The latter is a more recent and technically advanced standard that provides specific details about how to make a website accessible for people with disabilities. There are WCAG 2.2 guidelines in the pipeline as well, which may get finalized by the end of this year.

However, the proposed bill was intended to give business and website owners the leeway to use the old standards as a shield to avoid compliance. The bill would have also limited the extent to which ADA applies to commercial and business websites.

In a nutshell, it would have truly limited a plaintiff’s ability to sue a non-compliant business website in the civil court until and unless they have taken the following administrative actions to remedy the situation.

  • They would have to alert the business owner or operator that they are unable to access the business website.
  • They will only be able to file a complaint with the DOJ if the business owner or operator does not respond to the plaintiff or makes the website compliant within 90 days.
  • They would have to wait for 180 days for the DOJ to determine whether the business website violates website accessibility.

The National Disability Rights Network opposed the bill stating that it would only allow businesses to postpone their action to become compliant with the law. The problem is that most companies try to hide behind the fact that they do not know what they must do to make their website compliant.

Website accessibility is not just a matter of legal compliance, but it is also the right thing to do. Business owners must stop and think about how a person with a disability can access their website and purchase from them. Making a website accessible to most people with disabilities is neither an expensive nor a difficult task anymore.

Thanks to modern accessibility solution providers like accessiBe, websites can become ADA and WCAG compliant with a few lines of JavaScript coding. Unlike before, a business owner does not have to spend thousands of dollars to hire designers and developers to make their website accessible. Tools like LightHouse can help you analyze your website performance and UX insight to check for accessibility levels.

As for the businesses that hide behind the fact that the ADA does not contain any official guideline, most American courts have accepted WCAG 2.1 AA levels as the acceptable standards for Web accessibility.

It does not take a lot of effort for a business owner to review their website for compliance. So they should do that more instead of completely relying on a third party to design and manage their website. If it takes a lawsuit to make them aware that their business technology is non-compliant, so be it.

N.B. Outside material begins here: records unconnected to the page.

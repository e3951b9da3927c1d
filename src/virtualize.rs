// Transcript Booster - Viewport-driven virtualization for long chat transcripts
// Copyright (C) 2025  Simon Peter Rothgang
//
// This program is free software: you can redistribute it and/or modify
// it under the terms of the GNU Affero General Public License as
// published by the Free Software Foundation, either version 3 of the
// License, or (at your option) any later version.
//
// This program is distributed in the hope that it will be useful,
// but WITHOUT ANY WARRANTY; without even the implied warranty of
// MERCHANTABILITY or FITNESS FOR A PARTICULAR PURPOSE.  See the
// GNU Affero General Public License for more details.
//
// You should have received a copy of the GNU Affero General Public License
// along with this program.  If not, see <https://www.gnu.org/licenses/>.

//! Freeze/thaw state machine for content blocks.
//!
//! Every registered block starts `Visible`. When the observer reports it
//! outside the viewport (plus margin) and it is taller than the freeze floor,
//! its current box is written back as explicit placeholder sizing and the
//! frozen class suppresses rendering of its contents. Re-entering the margin
//! clears the sizing and the class, so content that changed while frozen
//! lays out naturally again.

use crate::deep_query::deep_query;
use crate::dom::{Document, InlineStyle, NodeId, Rect, Selector};
use crate::intersection::{IntersectionEntry, IntersectionObserver};
use crate::style::{FROZEN_CLASS, intrinsic_size_value};

#[derive(Debug, Clone, Copy, PartialEq, Eq)]
pub enum BlockState {
    Visible,
    Frozen,
}

/// What one batch of intersection reports changed.
#[derive(Debug, Clone, Copy, Default, PartialEq, Eq)]
pub struct BatchOutcome {
    pub frozen: usize,
    pub thawed: usize,
    /// Off-screen reports ignored because the block was too short.
    pub below_floor: usize,
}

#[derive(Debug)]
pub struct VisibilityClassifier {
    observer: IntersectionObserver,
    min_item_height: f64,
    /// Incremented on freeze, decremented on thaw. A cache only; see
    /// [`VisibilityClassifier::frozen_count`].
    frozen_counter: usize,
}

impl VisibilityClassifier {
    #[must_use]
    pub fn new(root: Option<NodeId>, margin: f64, min_item_height: f64) -> Self {
        Self { observer: IntersectionObserver::new(root, margin), min_item_height, frozen_counter: 0 }
    }

    /// Start observing a block. Callers guarantee each block is registered
    /// once; the observer also ignores repeats.
    pub fn register(&mut self, block: NodeId) {
        self.observer.observe(block);
    }

    #[must_use]
    pub fn observed(&self) -> usize {
        self.observer.len()
    }

    #[must_use]
    pub fn root(&self) -> Option<NodeId> {
        self.observer.root()
    }

    pub fn set_root(&mut self, root: Option<NodeId>) {
        self.observer.set_root(root);
    }

    /// Pull pending reports from the observer and apply them.
    pub fn process(&mut self, doc: &mut Document) -> BatchOutcome {
        let entries = self.observer.take_records(doc);
        self.apply(doc, &entries)
    }

    /// Apply a batch of reports in delivery order.
    pub fn apply(&mut self, doc: &mut Document, entries: &[IntersectionEntry]) -> BatchOutcome {
        let mut outcome = BatchOutcome::default();
        for entry in entries {
            if entry.is_intersecting {
                if self.thaw(doc, entry.target) {
                    outcome.thawed += 1;
                }
            } else if entry.bounding_rect.height > self.min_item_height {
                if self.freeze(doc, entry.target, entry.bounding_rect) {
                    outcome.frozen += 1;
                }
            } else {
                outcome.below_floor += 1;
            }
        }
        if outcome != BatchOutcome::default() {
            tracing::debug!(
                frozen = outcome.frozen,
                thawed = outcome.thawed,
                below_floor = outcome.below_floor,
                "applied intersection batch"
            );
        }
        outcome
    }

    fn freeze(&mut self, doc: &mut Document, block: NodeId, rect: Rect) -> bool {
        if doc.has_class(block, FROZEN_CLASS) {
            return false;
        }
        doc.set_contain_intrinsic_size(block, Some((rect.width, rect.height)));
        doc.set_style_height(block, Some(rect.height));
        doc.add_class(block, FROZEN_CLASS);
        self.frozen_counter += 1;
        tracing::trace!(size = %intrinsic_size_value(rect.width, rect.height), "froze block");
        true
    }

    /// Placeholder sizing is cleared even when the page already stripped the
    /// frozen class; only a real class removal counts as a thaw.
    fn thaw(&mut self, doc: &mut Document, block: NodeId) -> bool {
        if doc.style(block).is_some_and(|style| *style != InlineStyle::default()) {
            doc.set_contain_intrinsic_size(block, None);
            doc.set_style_height(block, None);
        }
        if !doc.has_class(block, FROZEN_CLASS) {
            return false;
        }
        doc.remove_class(block, FROZEN_CLASS);
        self.frozen_counter = self.frozen_counter.saturating_sub(1);
        true
    }

    #[must_use]
    pub fn state(doc: &Document, block: NodeId) -> BlockState {
        if doc.has_class(block, FROZEN_CLASS) { BlockState::Frozen } else { BlockState::Visible }
    }

    /// Incremental counter. May drift if the page strips the class itself.
    #[must_use]
    pub fn cached_frozen(&self) -> usize {
        self.frozen_counter
    }

    /// Authoritative frozen count: a fresh deep query for the frozen class,
    /// clamped to the number of tracked blocks. Also resynchronises the
    /// cached counter.
    pub fn frozen_count(&mut self, doc: &Document, frozen: &Selector, tracked: usize) -> usize {
        let count = deep_query(doc, Some(doc.root()), frozen).len().min(tracked);
        if count != self.frozen_counter {
            tracing::debug!(cached = self.frozen_counter, actual = count, "frozen counter drift");
            self.frozen_counter = count;
        }
        count
    }
}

The bill was going to severely restrict the court’s power to penalize businesses with non-compliant websites. It also did not contain any details about workplace websites or software used by employers to manage their workforce, including applicants or employees with disabilities. Therefore, it is a good thing that it has failed to pass.

Almost everyone agrees that businesses in America should be subject to Title III of the ADA as a source of guidance for accessibility statutes and guidelines. Title III of the ADA clearly states that it applies to all places of accommodation, including businesses that are open to the public.

That means the ADA already covers business websites and mobile applications. Therefore, a bill that restricts disability rights certainly does not belong in the American judicial system.